(Stored items)

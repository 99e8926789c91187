// Copyright 2026 the gentsuki-dojo authors
//
// Licensed under the Apache License, Version 2.0 (the "License");
// you may not use this file except in compliance with the License.
// You may obtain a copy of the License at
//
//     http://www.apache.org/licenses/LICENSE-2.0
//
// Unless required by applicable law or agreed to in writing, software
// distributed under the License is distributed on an "AS IS" BASIS,
// WITHOUT WARRANTIES OR CONDITIONS OF ANY KIND, either express or implied.
// See the License for the specific language governing permissions and
// limitations under the License.

mod cli;
mod error;
mod provider;
mod serve;
mod session;
mod types;

fn main() {
    env_logger::init();
    match cli::entrypoint() {
        Ok(()) => {}
        Err(e) => {
            eprintln!("{e}");
            std::process::exit(1);
        }
    }
}
// Copyright 2026 the gentsuki-dojo authors
//
// Licensed under the Apache License, Version 2.0 (the "License");
// you may not use this file except in compliance with the License.
// You may obtain a copy of the License at
//
//     http://www.apache.org/licenses/LICENSE-2.0
//
// Unless required by applicable law or agreed to in writing, software
// distributed under the License is distributed on an "AS IS" BASIS,
// WITHOUT WARRANTIES OR CONDITIONS OF ANY KIND, either express or implied.
// See the License for the specific language governing permissions and
// limitations under the License.

use std::sync::Arc;
use std::sync::Mutex;

use crate::provider::QuestionProvider;
use crate::session::Session;

/// Shared server state: the single session instance behind a mutex, and
/// the provider used by the background fetch tasks. Guards are never held
/// across an await point.
#[derive(Clone)]
pub struct ServerState<P: QuestionProvider> {
    pub provider: P,
    pub session: Arc<Mutex<Session>>,
}
// Copyright 2026 the gentsuki-dojo authors
//
// Licensed under the Apache License, Version 2.0 (the "License");
// you may not use this file except in compliance with the License.
// You may obtain a copy of the License at
//
//     http://www.apache.org/licenses/LICENSE-2.0
//
// Unless required by applicable law or agreed to in writing, software
// distributed under the License is distributed on an "AS IS" BASIS,
// WITHOUT WARRANTIES OR CONDITIONS OF ANY KIND, either express or implied.
// See the License for the specific language governing permissions and
// limitations under the License.

mod get;
mod post;
pub mod server;
mod state;
mod template;
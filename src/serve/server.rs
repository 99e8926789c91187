// Copyright 2026 the gentsuki-dojo authors
//
// Licensed under the Apache License, Version 2.0 (the "License");
// you may not use this file except in compliance with the License.
// You may obtain a copy of the License at
//
//     http://www.apache.org/licenses/LICENSE-2.0
//
// Unless required by applicable law or agreed to in writing, software
// distributed under the License is distributed on an "AS IS" BASIS,
// WITHOUT WARRANTIES OR CONDITIONS OF ANY KIND, either express or implied.
// See the License for the specific language governing permissions and
// limitations under the License.

use std::sync::Arc;
use std::sync::Mutex;
use std::time::Duration;

use axum::Router;
use axum::http::HeaderName;
use axum::http::StatusCode;
use axum::http::header::CACHE_CONTROL;
use axum::http::header::CONTENT_TYPE;
use axum::response::Html;
use axum::routing::get;
use axum::routing::post;
use tokio::net::TcpListener;
use tokio::net::TcpStream;
use tokio::time::sleep;

use crate::error::Fallible;
use crate::provider::QuestionProvider;
use crate::serve::get::get_handler;
use crate::serve::post::post_handler;
use crate::serve::state::ServerState;
use crate::session::Session;

pub async fn start_server<P: QuestionProvider>(port: u16, provider: P) -> Fallible<()> {
    let state = ServerState {
        provider,
        session: Arc::new(Mutex::new(Session::new())),
    };
    let app = Router::new();
    let app = app.route("/", get(get_handler::<P>));
    let app = app.route("/", post(post_handler::<P>));
    let app = app.route("/style.css", get(stylesheet));
    let app = app.fallback(not_found_handler);
    let app = app.with_state(state);
    let bind = format!("0.0.0.0:{port}");

    // Start a separate task to open the browser once the port accepts
    // connections.
    let url = format!("http://localhost:{port}/");
    let probe = bind.clone();
    tokio::spawn(async move {
        loop {
            if let Ok(stream) = TcpStream::connect(&probe).await {
                drop(stream);
                break;
            }
            sleep(Duration::from_millis(1)).await;
        }
        let _ = open::that(url);
    });

    // Start the server.
    log::debug!("starting server on {bind}");
    let listener = TcpListener::bind(&bind).await?;
    axum::serve(listener, app).await?;
    Ok(())
}

async fn stylesheet() -> (StatusCode, [(HeaderName, &'static str); 2], &'static [u8]) {
    let bytes = include_bytes!("style.css");
    (
        StatusCode::OK,
        [
            (CONTENT_TYPE, "text/css"),
            (CACHE_CONTROL, "public, max-age=604800, immutable"),
        ],
        bytes,
    )
}

async fn not_found_handler() -> (StatusCode, Html<String>) {
    (StatusCode::NOT_FOUND, Html("Not Found".to_string()))
}
// Copyright 2026 the gentsuki-dojo authors
//
// Licensed under the Apache License, Version 2.0 (the "License");
// you may not use this file except in compliance with the License.
// You may obtain a copy of the License at
//
//     http://www.apache.org/licenses/LICENSE-2.0
//
// Unless required by applicable law or agreed to in writing, software
// distributed under the License is distributed on an "AS IS" BASIS,
// WITHOUT WARRANTIES OR CONDITIONS OF ANY KIND, either express or implied.
// See the License for the specific language governing permissions and
// limitations under the License.

use crate::types::question::Question;

/// Feedback used when the service answered but sent no text.
pub const ENCOURAGEMENT_EMPTY: &str = "お疲れ様でした！復習して完璧を目指しましょう！";

/// Feedback used when the service could not be reached at all.
pub const ENCOURAGEMENT_FAILED: &str = "お疲れ様でした！結果を確認して、また挑戦してくださいね！";

/// The pre-authored question set used when generation fails. Three
/// questions covering representative exam topics.
pub fn fallback_questions() -> Vec<Question> {
    vec![
        Question::new(
            "fallback-1",
            "原動機付自転車が二段階右折をしなければならない交差点では、右折の合図を出して交差点の側端に沿って徐行する。",
            true,
            "正解です。二段階右折が必要な場所では、交差点の側端に沿って徐行し、直進した先の地点で向きを変えます。",
        ),
        Question::new(
            "fallback-2",
            "信号機のある交差点で、信号が黄色の灯火に変わったとき、停止位置に近づいていたが安全に停止できない場合は、そのまま進むことができる。",
            true,
            "正解です。急ブレーキになり危険な場合は、そのまま通過することができます。",
        ),
        Question::new(
            "fallback-3",
            "原動機付自転車の法定速度は時速60キロメートルである。",
            false,
            "間違いです。原動機付自転車の法定最高速度は時速30キロメートルです。",
        ),
    ]
}
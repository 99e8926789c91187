// Copyright 2026 the gentsuki-dojo authors
//
// Licensed under the Apache License, Version 2.0 (the "License");
// you may not use this file except in compliance with the License.
// You may obtain a copy of the License at
//
//     http://www.apache.org/licenses/LICENSE-2.0
//
// Unless required by applicable law or agreed to in writing, software
// distributed under the License is distributed on an "AS IS" BASIS,
// WITHOUT WARRANTIES OR CONDITIONS OF ANY KIND, either express or implied.
// See the License for the specific language governing permissions and
// limitations under the License.

use std::future::Future;
use std::time::Duration;

use serde::Deserialize;
use serde_json::json;
use thiserror::Error;

use crate::provider::QuestionProvider;
use crate::provider::fallback::ENCOURAGEMENT_EMPTY;
use crate::provider::fallback::ENCOURAGEMENT_FAILED;
use crate::provider::fallback::fallback_questions;
use crate::types::question::Question;

const API_BASE: &str = "https://generativelanguage.googleapis.com/v1beta/models";

/// How long to wait for question generation.
const QUESTIONS_TIMEOUT: Duration = Duration::from_secs(30);

/// How long to wait for the feedback message. Kept short: the result
/// screen polls for it and should not show the placeholder for long.
const ENCOURAGEMENT_TIMEOUT: Duration = Duration::from_secs(10);

const QUESTIONS_INSTRUCTION: &str = "\
あなたは日本の原付免許（原動機付自転車免許）の学科試験の鬼教官です。
生徒を合格させるために、特に間違いやすい「ひっかけ問題」や「重要ルール」を中心に出題してください。

以下のトピックを重点的に含めてください：
1. 追い越し禁止場所と追い抜き
2. 徐行すべき場所 vs 一時停止すべき場所
3. 二段階右折（フックターン）のルールと適用場所
4. 駐停車禁止場所
5. 緊急自動車への対応

問題文は日本語で、明確かつ簡潔に作成してください。
各問題には、正誤（○か×か）と、なぜそうなるのかの分かりやすい解説を付けてください。
解説は「〜だから、○です。」「〜は間違いです。正しくは〜です。」のように初学者にも優しく教えてください。";

const ENCOURAGEMENT_INSTRUCTION: &str = "あなたは熱血かつ優しい自動車学校の教官です。生徒のテスト結果に基づいて、短いメッセージ（100文字以内）を送ってください。";

#[derive(Debug, Error)]
pub enum FetchError {
    #[error("request failed: {0}")]
    Http(#[from] reqwest::Error),
    #[error("malformed response: {0}")]
    Malformed(#[from] serde_json::Error),
    #[error("response contained no text")]
    NoText,
    #[error("no usable questions in response")]
    NoUsableQuestions,
}

/// Client for the Gemini `generateContent` endpoint.
#[derive(Clone)]
pub struct GeminiProvider {
    client: reqwest::Client,
    api_key: String,
    model: String,
}

#[derive(Deserialize)]
struct GenerateResponse {
    #[serde(default)]
    candidates: Vec<Candidate>,
}

#[derive(Deserialize)]
struct Candidate {
    content: Content,
}

#[derive(Deserialize)]
struct Content {
    #[serde(default)]
    parts: Vec<Part>,
}

#[derive(Deserialize)]
struct Part {
    #[serde(default)]
    text: String,
}

/// One item of the model's JSON payload, before validation.
#[derive(Deserialize)]
#[serde(rename_all = "camelCase")]
struct GeneratedQuestion {
    #[serde(default)]
    text: String,
    is_correct: Option<bool>,
    #[serde(default)]
    explanation: String,
}

impl GeminiProvider {
    pub fn new(api_key: impl Into<String>, model: impl Into<String>) -> Self {
        Self {
            client: reqwest::Client::new(),
            api_key: api_key.into(),
            model: model.into(),
        }
    }

    /// Send a `generateContent` request and pull out the text of the first
    /// candidate.
    async fn generate(
        &self,
        body: serde_json::Value,
        timeout: Duration,
    ) -> Result<String, FetchError> {
        let response = self
            .client
            .post(format!("{API_BASE}/{}:generateContent", self.model))
            .header("x-goog-api-key", &self.api_key)
            .json(&body)
            .timeout(timeout)
            .send()
            .await?
            .error_for_status()?;
        let response: GenerateResponse = response.json().await?;
        let text: String = response
            .candidates
            .into_iter()
            .next()
            .map(|candidate| {
                candidate
                    .content
                    .parts
                    .into_iter()
                    .map(|part| part.text)
                    .collect()
            })
            .unwrap_or_default();
        if text.is_empty() {
            return Err(FetchError::NoText);
        }
        Ok(text)
    }

    async fn generate_questions(&self, count: usize) -> Result<Vec<Question>, FetchError> {
        let body = json!({
            "systemInstruction": { "parts": [{ "text": QUESTIONS_INSTRUCTION }] },
            "contents": [{ "parts": [{
                "text": format!("原付免許の学科試験の模擬問題をランダムに{count}問作成してください。")
            }] }],
            "generationConfig": {
                "responseMimeType": "application/json",
                "responseSchema": {
                    "type": "ARRAY",
                    "items": {
                        "type": "OBJECT",
                        "properties": {
                            "text": {
                                "type": "STRING",
                                "description": "The quiz question text in Japanese.",
                            },
                            "isCorrect": {
                                "type": "BOOLEAN",
                                "description": "True if the answer is O (circle), false if the answer is X (cross).",
                            },
                            "explanation": {
                                "type": "STRING",
                                "description": "Detailed explanation of the answer in Japanese.",
                            },
                        },
                        "required": ["text", "isCorrect", "explanation"],
                    },
                },
            },
        });
        let text = self.generate(body, QUESTIONS_TIMEOUT).await?;
        parse_questions(&text)
    }
}

/// Parse the model's JSON payload into validated questions. Items missing
/// a field or with empty text are dropped rather than failing the batch;
/// a batch where nothing survives counts as a failed fetch.
fn parse_questions(text: &str) -> Result<Vec<Question>, FetchError> {
    let items: Vec<GeneratedQuestion> = serde_json::from_str(text)?;
    let stamp = chrono::Utc::now().timestamp_millis();
    let mut questions = Vec::new();
    for (index, item) in items.into_iter().enumerate() {
        let Some(answer) = item.is_correct else {
            log::debug!("dropping generated question {index}: missing isCorrect");
            continue;
        };
        if item.text.trim().is_empty() || item.explanation.trim().is_empty() {
            log::debug!("dropping generated question {index}: empty text or explanation");
            continue;
        }
        questions.push(Question::new(
            format!("q-{stamp}-{index}"),
            item.text,
            answer,
            item.explanation,
        ));
    }
    if questions.is_empty() {
        return Err(FetchError::NoUsableQuestions);
    }
    Ok(questions)
}

impl QuestionProvider for GeminiProvider {
    fn fetch_questions(&self, count: usize) -> impl Future<Output = Vec<Question>> + Send {
        async move {
            match self.generate_questions(count).await {
                Ok(questions) => {
                    log::debug!("generated {} questions", questions.len());
                    questions
                }
                Err(e) => {
                    log::warn!("question generation failed, using the fallback set: {e}");
                    fallback_questions()
                }
            }
        }
    }

    fn fetch_encouragement(
        &self,
        score: usize,
        total: usize,
    ) -> impl Future<Output = String> + Send {
        async move {
            let body = json!({
                "systemInstruction": { "parts": [{ "text": ENCOURAGEMENT_INSTRUCTION }] },
                "contents": [{ "parts": [{
                    "text": format!("テスト結果は {total}問中 {score}問正解でした。この結果に対するフィードバックと応援メッセージを日本語で作成してください。")
                }] }],
            });
            match self.generate(body, ENCOURAGEMENT_TIMEOUT).await {
                Ok(text) => text,
                Err(FetchError::NoText) => ENCOURAGEMENT_EMPTY.to_string(),
                Err(e) => {
                    log::warn!("encouragement fetch failed, using the fallback message: {e}");
                    ENCOURAGEMENT_FAILED.to_string()
                }
            }
        }
    }
}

(Task statement):
Your answer should be one number, the count of lines in the entries holding the string "when".

(Finished exercise):
3